(Records from a data source)
___

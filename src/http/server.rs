//! HTTP server setup and configuration.
//!
//! # Responsibilities
//! - Create Axum Router with the dispatch handler
//! - Wire up middleware (tracing, concurrency limit, timeout, request ID)
//! - Bind server to listener, optionally start the admin API
//! - Dispatch every request to the backend that owns its URL
//! - Swap in a rebuilt dispatch table on configuration change

use arc_swap::ArcSwap;
use axum::{
    body::Body,
    extract::State,
    http::Request,
    response::Response,
    Router,
};
use std::sync::Arc;
use std::time::{Duration, Instant};
use tokio::net::TcpListener;
use tokio::sync::{broadcast, mpsc};
use tower::limit::GlobalConcurrencyLimitLayer;
use tower_http::{timeout::TimeoutLayer, trace::TraceLayer};

use crate::admin::setup_admin_router;
use crate::config::DispatchConfig;
use crate::dispatch::{DispatchContext, DispatchStats, DispatchTable};
use crate::http::request::{propagate_request_id_layer, request_id, set_request_id_layer};
use crate::http::response;
use crate::lifecycle::startup::{rebuild_dispatch_table, StartupError};
use crate::observability::metrics;

/// Application state injected into handlers.
#[derive(Clone)]
pub struct AppState {
    /// Live dispatch table, replaced whole on reload.
    pub table: Arc<ArcSwap<DispatchTable>>,
    /// Configuration the live table was built from.
    pub config: Arc<ArcSwap<DispatchConfig>>,
    /// Counters that survive reloads.
    pub stats: Arc<DispatchStats>,
}

impl AppState {
    pub fn new(config: DispatchConfig, table: DispatchTable) -> Self {
        Self {
            table: Arc::new(ArcSwap::from_pointee(table)),
            config: Arc::new(ArcSwap::from_pointee(config)),
            stats: Arc::new(DispatchStats::new()),
        }
    }

    /// Rebuild the dispatch table from `config` and swap it in.
    ///
    /// The index is always rebuilt from the registry, never taken from the
    /// artifact. On failure the current table stays live. Listener settings
    /// are read once at startup and are not affected.
    pub fn reload(&self, config: DispatchConfig) -> Result<(), StartupError> {
        match rebuild_dispatch_table(&config) {
            Ok(table) => {
                let entries = table.dispatcher().index().len();
                self.table.store(Arc::new(table));
                self.config.store(Arc::new(config));
                metrics::record_reload(true);
                tracing::info!(entries, "Dispatch table reloaded");
                Ok(())
            }
            Err(e) => {
                metrics::record_reload(false);
                tracing::error!(error = %e, "Dispatch table rebuild failed, keeping current table");
                Err(e)
            }
        }
    }
}

/// HTTP server for the dispatcher.
pub struct HttpServer {
    router: Router,
    config: DispatchConfig,
    state: AppState,
}

impl HttpServer {
    /// Create a new HTTP server around an already built dispatch table.
    pub fn new(config: DispatchConfig, table: DispatchTable) -> Self {
        let state = AppState::new(config.clone(), table);
        let router = Self::build_router(&config, state.clone());
        Self {
            router,
            config,
            state,
        }
    }

    /// Build the Axum router with all middleware layers.
    #[allow(deprecated)]
    fn build_router(config: &DispatchConfig, state: AppState) -> Router {
        Router::new()
            .fallback(dispatch_handler)
            .with_state(state)
            .layer(TimeoutLayer::new(Duration::from_secs(config.timeouts.request_secs)))
            .layer(GlobalConcurrencyLimitLayer::new(config.listener.max_concurrent_requests))
            .layer(propagate_request_id_layer())
            .layer(TraceLayer::new_for_http())
            .layer(set_request_id_layer())
    }

    /// The router, for in-process use.
    pub fn router(&self) -> Router {
        self.router.clone()
    }

    pub fn state(&self) -> AppState {
        self.state.clone()
    }

    /// Run the server, accepting connections on the given listener.
    ///
    /// Configuration updates arriving on `config_updates` rebuild the
    /// dispatch table; the server stops when `shutdown` fires.
    pub async fn run(
        self,
        listener: TcpListener,
        mut config_updates: mpsc::UnboundedReceiver<DispatchConfig>,
        mut shutdown: broadcast::Receiver<()>,
    ) -> Result<(), std::io::Error> {
        let addr = listener.local_addr()?;
        tracing::info!(
            address = %addr,
            entries = self.state.table.load().dispatcher().index().len(),
            "HTTP server starting"
        );

        // Reload loop
        let reload_state = self.state.clone();
        let reload_task = tokio::spawn(async move {
            while let Some(config) = config_updates.recv().await {
                let _ = reload_state.reload(config);
            }
        });

        if self.config.admin.enabled {
            let admin_listener = TcpListener::bind(&self.config.admin.bind_address).await?;
            let admin_router = setup_admin_router(self.state.clone());
            let mut admin_shutdown = shutdown.resubscribe();
            tracing::info!(address = %self.config.admin.bind_address, "Admin API listening");
            tokio::spawn(async move {
                let result = axum::serve(admin_listener, admin_router)
                    .with_graceful_shutdown(async move {
                        let _ = admin_shutdown.recv().await;
                    })
                    .await;
                if let Err(e) = result {
                    tracing::error!(error = %e, "Admin API stopped with error");
                }
            });
        }

        axum::serve(listener, self.router)
            .with_graceful_shutdown(async move {
                let _ = shutdown.recv().await;
                tracing::info!("Shutdown signal received");
            })
            .await?;

        reload_task.abort();
        tracing::info!("HTTP server stopped");
        Ok(())
    }

    /// Get a reference to the config.
    pub fn config(&self) -> &DispatchConfig {
        &self.config
    }
}

/// Main dispatch handler.
/// Resolves the owning backend and hands the request to its handler.
async fn dispatch_handler(State(state): State<AppState>, request: Request<Body>) -> Response {
    let start_time = Instant::now();
    let request_id = request_id(&request);
    let table = state.table.load_full();

    let decision = table.decide(request.uri(), request.headers());

    let Some(target) = decision.target else {
        tracing::warn!(request_id = %request_id, url = %decision.url, "No backend claims request");
        state.stats.record(None);
        metrics::record_dispatch("none", "not_found", 404, start_time);
        return response::not_found(&decision.url, &request_id);
    };

    tracing::debug!(
        request_id = %request_id,
        method = %request.method(),
        url = %decision.url,
        backend = %target.backend,
        matched_by = target.source.as_str(),
        region = %decision.scope.region,
        "Dispatching request"
    );

    let handler = table.handler(&target.backend);
    let ctx = DispatchContext {
        backend: target.backend.clone(),
        source: target.source,
        scope: decision.scope,
        request_id,
        url: decision.url,
    };
    let response = handler.handle(ctx, request).await;

    state.stats.record(Some(&target.backend));
    metrics::record_dispatch(
        target.backend.as_str(),
        target.source.as_str(),
        response.status().as_u16(),
        start_time,
    );
    response
}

___

--- TASK STATEMENT ---
Collect every line above that contains the word "info".

--- ANSWER FOR THIS EXERCISE ---
                tracing::info!(entries, "Dispatch table reloaded");
        tracing::info!(
            tracing::info!(address = %self.config.admin.bind_address, "Admin API listening");
                tracing::info!("Shutdown signal received");
        tracing::info!("HTTP server stopped");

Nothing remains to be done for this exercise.